# YOUR INSTRUCTIONS:
Find the line containing "a transaction failure." in the entries below. Restate it and each line after it, word for word, up to and including the line containing "if let Some(detail)".

::: DATA FOR THIS EXERCISE

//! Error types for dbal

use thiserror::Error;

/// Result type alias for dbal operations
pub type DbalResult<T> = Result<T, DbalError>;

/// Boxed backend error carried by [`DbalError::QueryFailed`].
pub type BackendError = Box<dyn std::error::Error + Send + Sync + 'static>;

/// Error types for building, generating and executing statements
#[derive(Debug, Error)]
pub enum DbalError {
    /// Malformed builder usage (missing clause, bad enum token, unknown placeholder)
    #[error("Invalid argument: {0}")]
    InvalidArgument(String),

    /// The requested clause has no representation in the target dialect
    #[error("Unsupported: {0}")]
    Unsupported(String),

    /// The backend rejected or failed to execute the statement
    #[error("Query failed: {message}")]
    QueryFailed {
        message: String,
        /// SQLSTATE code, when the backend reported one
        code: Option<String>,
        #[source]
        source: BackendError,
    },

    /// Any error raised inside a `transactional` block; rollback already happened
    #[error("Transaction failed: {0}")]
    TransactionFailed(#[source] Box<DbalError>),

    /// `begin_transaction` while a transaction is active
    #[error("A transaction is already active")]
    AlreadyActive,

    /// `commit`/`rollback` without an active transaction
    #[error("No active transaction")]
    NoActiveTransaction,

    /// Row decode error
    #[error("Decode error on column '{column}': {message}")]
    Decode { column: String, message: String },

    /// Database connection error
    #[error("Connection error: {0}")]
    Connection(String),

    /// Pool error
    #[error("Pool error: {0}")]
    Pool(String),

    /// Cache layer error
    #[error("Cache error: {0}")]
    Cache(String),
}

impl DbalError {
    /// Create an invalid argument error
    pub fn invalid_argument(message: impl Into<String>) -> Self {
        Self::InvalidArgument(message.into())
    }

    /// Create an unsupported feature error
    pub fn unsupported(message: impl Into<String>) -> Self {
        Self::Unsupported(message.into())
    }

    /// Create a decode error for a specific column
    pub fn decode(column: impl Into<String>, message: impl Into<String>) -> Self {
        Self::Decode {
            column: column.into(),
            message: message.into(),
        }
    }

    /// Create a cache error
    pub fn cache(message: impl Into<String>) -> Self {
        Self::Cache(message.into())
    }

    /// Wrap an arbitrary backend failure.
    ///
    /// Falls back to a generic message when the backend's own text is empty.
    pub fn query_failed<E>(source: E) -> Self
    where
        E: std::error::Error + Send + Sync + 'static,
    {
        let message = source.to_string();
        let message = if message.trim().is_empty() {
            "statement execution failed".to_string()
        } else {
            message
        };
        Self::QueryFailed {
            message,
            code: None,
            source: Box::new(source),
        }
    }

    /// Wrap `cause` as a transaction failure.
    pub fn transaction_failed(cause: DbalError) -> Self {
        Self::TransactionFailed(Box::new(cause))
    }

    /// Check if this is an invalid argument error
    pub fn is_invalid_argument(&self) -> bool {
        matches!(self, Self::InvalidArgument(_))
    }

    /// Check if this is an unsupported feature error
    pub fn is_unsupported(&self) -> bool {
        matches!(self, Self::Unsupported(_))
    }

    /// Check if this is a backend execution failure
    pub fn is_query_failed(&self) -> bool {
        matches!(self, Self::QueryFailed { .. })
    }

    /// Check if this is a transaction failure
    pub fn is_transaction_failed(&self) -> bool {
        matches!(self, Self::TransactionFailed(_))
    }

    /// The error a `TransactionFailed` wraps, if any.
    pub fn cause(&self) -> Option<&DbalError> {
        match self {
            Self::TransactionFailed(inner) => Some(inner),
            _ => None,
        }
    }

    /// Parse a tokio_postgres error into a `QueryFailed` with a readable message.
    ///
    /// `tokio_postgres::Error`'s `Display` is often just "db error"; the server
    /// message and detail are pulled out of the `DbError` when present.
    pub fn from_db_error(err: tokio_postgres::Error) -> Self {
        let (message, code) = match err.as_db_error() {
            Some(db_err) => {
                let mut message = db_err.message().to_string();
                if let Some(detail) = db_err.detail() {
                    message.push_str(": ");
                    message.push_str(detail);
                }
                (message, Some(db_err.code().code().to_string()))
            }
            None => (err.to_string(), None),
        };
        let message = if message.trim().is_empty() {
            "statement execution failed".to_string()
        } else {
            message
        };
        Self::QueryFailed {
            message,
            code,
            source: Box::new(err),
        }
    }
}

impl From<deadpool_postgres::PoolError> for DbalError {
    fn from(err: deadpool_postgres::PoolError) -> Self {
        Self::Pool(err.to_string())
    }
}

::::::
::: DATA FOR THIS EXERCISE

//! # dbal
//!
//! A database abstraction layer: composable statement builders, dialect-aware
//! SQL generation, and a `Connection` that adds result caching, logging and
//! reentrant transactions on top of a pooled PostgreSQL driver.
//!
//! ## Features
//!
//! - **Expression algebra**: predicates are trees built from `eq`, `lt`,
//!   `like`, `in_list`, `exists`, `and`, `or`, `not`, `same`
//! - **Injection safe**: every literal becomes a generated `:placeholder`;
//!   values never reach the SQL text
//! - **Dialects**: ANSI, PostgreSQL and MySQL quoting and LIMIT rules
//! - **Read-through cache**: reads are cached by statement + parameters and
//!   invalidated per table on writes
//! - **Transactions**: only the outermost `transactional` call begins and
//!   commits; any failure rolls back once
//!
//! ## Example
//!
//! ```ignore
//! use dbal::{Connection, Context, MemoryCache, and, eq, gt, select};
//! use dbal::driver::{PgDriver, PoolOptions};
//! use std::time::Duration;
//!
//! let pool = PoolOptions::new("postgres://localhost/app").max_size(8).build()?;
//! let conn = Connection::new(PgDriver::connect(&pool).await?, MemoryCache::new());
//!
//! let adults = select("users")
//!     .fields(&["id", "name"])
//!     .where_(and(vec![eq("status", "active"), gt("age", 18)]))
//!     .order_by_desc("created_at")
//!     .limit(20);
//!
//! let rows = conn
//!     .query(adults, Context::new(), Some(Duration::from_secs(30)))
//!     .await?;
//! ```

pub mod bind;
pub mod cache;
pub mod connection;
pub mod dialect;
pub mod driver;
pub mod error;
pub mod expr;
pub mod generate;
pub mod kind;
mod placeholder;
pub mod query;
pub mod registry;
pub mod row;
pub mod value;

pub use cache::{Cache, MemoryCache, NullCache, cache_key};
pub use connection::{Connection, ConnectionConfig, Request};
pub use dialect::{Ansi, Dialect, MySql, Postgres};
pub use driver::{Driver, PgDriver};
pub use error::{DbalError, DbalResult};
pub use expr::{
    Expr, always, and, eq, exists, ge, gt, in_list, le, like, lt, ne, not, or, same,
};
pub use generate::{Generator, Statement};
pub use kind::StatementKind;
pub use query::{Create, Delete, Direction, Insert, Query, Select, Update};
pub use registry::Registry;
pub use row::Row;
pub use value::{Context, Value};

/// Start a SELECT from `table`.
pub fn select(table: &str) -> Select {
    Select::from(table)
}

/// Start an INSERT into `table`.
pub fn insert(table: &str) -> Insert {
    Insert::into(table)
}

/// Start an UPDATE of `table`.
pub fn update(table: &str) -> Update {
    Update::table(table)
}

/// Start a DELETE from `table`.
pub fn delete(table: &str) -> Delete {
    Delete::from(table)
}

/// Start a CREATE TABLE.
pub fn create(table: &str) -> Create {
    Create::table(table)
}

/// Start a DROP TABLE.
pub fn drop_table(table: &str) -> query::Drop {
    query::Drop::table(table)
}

::::::

# ANSWER BOX:
    /// Wrap `cause` as a transaction failure.
    pub fn transaction_failed(cause: DbalError) -> Self {
        Self::TransactionFailed(Box::new(cause))
    }

    /// Check if this is an invalid argument error
    pub fn is_invalid_argument(&self) -> bool {
        matches!(self, Self::InvalidArgument(_))
    }

    /// Check if this is an unsupported feature error
    pub fn is_unsupported(&self) -> bool {
        matches!(self, Self::Unsupported(_))
    }

    /// Check if this is a backend execution failure
    pub fn is_query_failed(&self) -> bool {
        matches!(self, Self::QueryFailed { .. })
    }

    /// Check if this is a transaction failure
    pub fn is_transaction_failed(&self) -> bool {
        matches!(self, Self::TransactionFailed(_))
    }

    /// The error a `TransactionFailed` wraps, if any.
    pub fn cause(&self) -> Option<&DbalError> {
        match self {
            Self::TransactionFailed(inner) => Some(inner),
            _ => None,
        }
    }

    /// Parse a tokio_postgres error into a `QueryFailed` with a readable message.
    ///
    /// `tokio_postgres::Error`'s `Display` is often just "db error"; the server
    /// message and detail are pulled out of the `DbError` when present.
    pub fn from_db_error(err: tokio_postgres::Error) -> Self {
        let (message, code) = match err.as_db_error() {
            Some(db_err) => {
                let mut message = db_err.message().to_string();
                if let Some(detail) = db_err.detail() {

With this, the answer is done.